The Valley Division of the Atchison, Topeka and Santa Fe Railway ran from San Francisco to Barstow in California. It is currently in operation as the BNSF Railway's Stockton Subdivision and Bakersfield Subdivision.

Much of the line south to Bakersfield was constructed in the 1890s as part of the San Francisco and San Joaquin Valley Railroad. Passenger service between Richmond and Oakland began in June 1904. Passenger service on that segment ended in the 1950s.

The Valley Division and Los Angeles Division were merged into the "California Division" in 1988.

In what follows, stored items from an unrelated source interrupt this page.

use std::time::Duration;

use serde::{Deserialize, Serialize};

use crate::error::ConfigError;

pub const DEFAULT_SEAT_COUNT: usize = 20;
pub const DEFAULT_LOCK_DURATION_MS: u64 = 60_000;
/// Expiry timers fire this long after the logical deadline
pub const DEFAULT_EXPIRY_GRACE_MS: u64 = 10;

/// Startup configuration for a reservation manager. Not mutable at runtime.
#[derive(Debug, Clone, PartialEq, Eq, Serialize, Deserialize)]
#[serde(default)]
pub struct ReservationConfig {
    /// Seats are created with ids "1" through `seat_count`
    pub seat_count: usize,
    pub lock_duration_ms: u64,
    pub expiry_grace_ms: u64,
    /// Key that mints admin grants; `None` disables admin overrides
    #[serde(skip_serializing)]
    pub admin_key: Option<String>,
}

impl Default for ReservationConfig {
    fn default() -> Self {
        Self {
            seat_count: DEFAULT_SEAT_COUNT,
            lock_duration_ms: DEFAULT_LOCK_DURATION_MS,
            expiry_grace_ms: DEFAULT_EXPIRY_GRACE_MS,
            admin_key: None,
        }
    }
}

impl ReservationConfig {
    pub fn validate(&self) -> Result<(), ConfigError> {
        if self.seat_count == 0 {
            return Err(ConfigError::NoSeats);
        }
        if self.lock_duration_ms == 0 {
            return Err(ConfigError::ZeroLockDuration);
        }
        Ok(())
    }

    pub fn lock_duration(&self) -> Duration {
        Duration::from_millis(self.lock_duration_ms)
    }

    pub fn expiry_grace(&self) -> Duration {
        Duration::from_millis(self.expiry_grace_ms)
    }

    pub fn seat_ids(&self) -> impl Iterator<Item = String> {
        (1..=self.seat_count).map(|n| n.to_string())
    }

    /// Configured admin key, treating an empty string as unset
    pub fn admin_key(&self) -> Option<&str> {
        self.admin_key.as_deref().filter(|key| !key.is_empty())
    }
}

#[cfg(test)]
mod tests {
    use super::*;

    #[test]
    fn defaults_match_the_booking_desk() {
        let config = ReservationConfig::default();
        assert_eq!(config.seat_count, 20);
        assert_eq!(config.lock_duration(), Duration::from_secs(60));
        assert!(config.validate().is_ok());
        assert_eq!(config.seat_ids().next().as_deref(), Some("1"));
        assert_eq!(config.seat_ids().last().as_deref(), Some("20"));
    }

    #[test]
    fn rejects_empty_inventory_and_zero_duration() {
        let no_seats = ReservationConfig {
            seat_count: 0,
            ..Default::default()
        };
        assert_eq!(no_seats.validate(), Err(ConfigError::NoSeats));

        let instant = ReservationConfig {
            lock_duration_ms: 0,
            ..Default::default()
        };
        assert_eq!(instant.validate(), Err(ConfigError::ZeroLockDuration));
    }

    #[test]
    fn empty_admin_key_counts_as_unset() {
        let config = ReservationConfig {
            admin_key: Some(String::new()),
            ..Default::default()
        };
        assert_eq!(config.admin_key(), None);
    }

    #[test]
    fn deserializes_partial_config_over_defaults() {
        let config: ReservationConfig =
            serde_json::from_str(r#"{"seat_count": 5, "admin_key": "secret"}"#).unwrap();
        assert_eq!(config.seat_count, 5);
        assert_eq!(config.lock_duration_ms, DEFAULT_LOCK_DURATION_MS);
        assert_eq!(config.admin_key(), Some("secret"));

        let encoded = serde_json::to_value(&config).unwrap();
        assert!(encoded.get("admin_key").is_none());
        assert_eq!(encoded["seat_count"], 5);
    }
}
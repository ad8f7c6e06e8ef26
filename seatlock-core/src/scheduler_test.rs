#[cfg(test)]
mod tests {
    use std::sync::{Arc, Mutex};
    use std::time::Duration;

    use crate::clock::RuntimeClock;
    use crate::infrastructure::SeatStore;
    use crate::infrastructure_in_memory::InMemorySeatStore;
    use crate::manager::{Shared, lock_shared};
    use crate::scheduler::{ExpiryJob, ExpiryTimers};
    use crate::types::SeatState;

    fn idle_task() -> tokio::task::JoinHandle<()> {
        tokio::spawn(std::future::pending::<()>())
    }

    #[tokio::test]
    async fn test_arm_replaces_and_aborts_previous_timer() {
        let mut timers = ExpiryTimers::default();
        let first = idle_task();
        let second = idle_task();

        timers.arm("1", first.abort_handle());
        timers.arm("1", second.abort_handle());
        assert_eq!(timers.len(), 1);

        assert!(first.await.unwrap_err().is_cancelled());
        assert!(!second.is_finished());
        assert!(timers.is_armed("1"));
    }

    #[tokio::test]
    async fn test_cancel_and_disarm() {
        let mut timers = ExpiryTimers::default();
        let cancelled = idle_task();
        let fired = idle_task();

        timers.arm("1", cancelled.abort_handle());
        timers.arm("2", fired.abort_handle());

        assert!(timers.cancel("1"));
        assert!(!timers.cancel("1"));
        assert!(cancelled.await.unwrap_err().is_cancelled());

        // disarm forgets the handle without aborting the task
        timers.disarm("2");
        assert!(timers.is_empty());
        tokio::task::yield_now().await;
        assert!(!fired.is_finished());
    }

    #[tokio::test]
    async fn test_dropping_timers_aborts_pending_tasks() {
        let pending = idle_task();
        let mut timers = ExpiryTimers::default();
        timers.arm("1", pending.abort_handle());

        drop(timers);
        assert!(pending.await.unwrap_err().is_cancelled());
    }

    #[tokio::test(start_paused = true)]
    async fn test_early_wakeup_rearms_until_deadline() {
        let clock = RuntimeClock::new();
        let shared = Arc::new(Mutex::new(Shared {
            store: Box::new(InMemorySeatStore::with_numbered_seats(1)),
            timers: ExpiryTimers::default(),
        }));
        let grant = lock_shared(&shared)
            .store
            .lock("1", "alice", clock.now_ms(), 1_000)
            .unwrap();

        let job = ExpiryJob {
            seat_id: "1".to_string(),
            deadline: grant.expires_at,
            grace: Duration::from_millis(10),
        };
        // first wakeup lands well before the deadline
        let task = tokio::spawn(job.run(Arc::downgrade(&shared), clock, Duration::from_millis(100)));

        tokio::time::sleep(Duration::from_millis(500)).await;
        assert!(!task.is_finished());
        assert_eq!(
            lock_shared(&shared).store.status("1").map(|s| s.state()),
            Some(SeatState::Locked)
        );

        tokio::time::sleep(Duration::from_millis(600)).await;
        task.await.unwrap();
        assert_eq!(
            lock_shared(&shared).store.status("1").map(|s| s.state()),
            Some(SeatState::Available)
        );
    }
}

However by 1996, BNSF had divided the lines into five subdivisions:
- Bakersfield (Bakersfield to Calwa);
- Stockton (Calwa to Richmond);
- Riverbank (Riverbank to Oakdale, sold off to Sierra Northern in 2008);
- Sunset Railway (Gosford to Taft); and most of a fifth,
- Mojave (Hutt to Bakersfield, with trackage rights on Southern Pacific's Tehachapi line).

==Spurs==
Fresno Interurban District: In the Fresno area, a spur known as the Fresno Interurban District ran from Fresno to the east. The stations on that spur were Hammond, Cincotta, Bartonette, Cameo, Burness, Fairview, Big Bunch, Zediker, Riverbend, Elk, and Belmont Ave. Aerial photos show the eastern portion of the line was abandoned sometime in the late 70s or early 80s. When SP abandoned the southern portion of their Clovis Branch, they used ATSF's line up until Cameo to access their own rails. The Tulare Valley Railroad acquired the tracks from Hammond to Cameo around 1992 along with the SP line.

Laton and Western Railroad: South of Fresno, a line from Laton west to Lanare was constructed from 1910 to 1912. An abandonment application for the line, approximately 17.56 mi, was filed in 1980. Other stations on the spur, running west from Laton, were Shirley, Gepford, and Shilling.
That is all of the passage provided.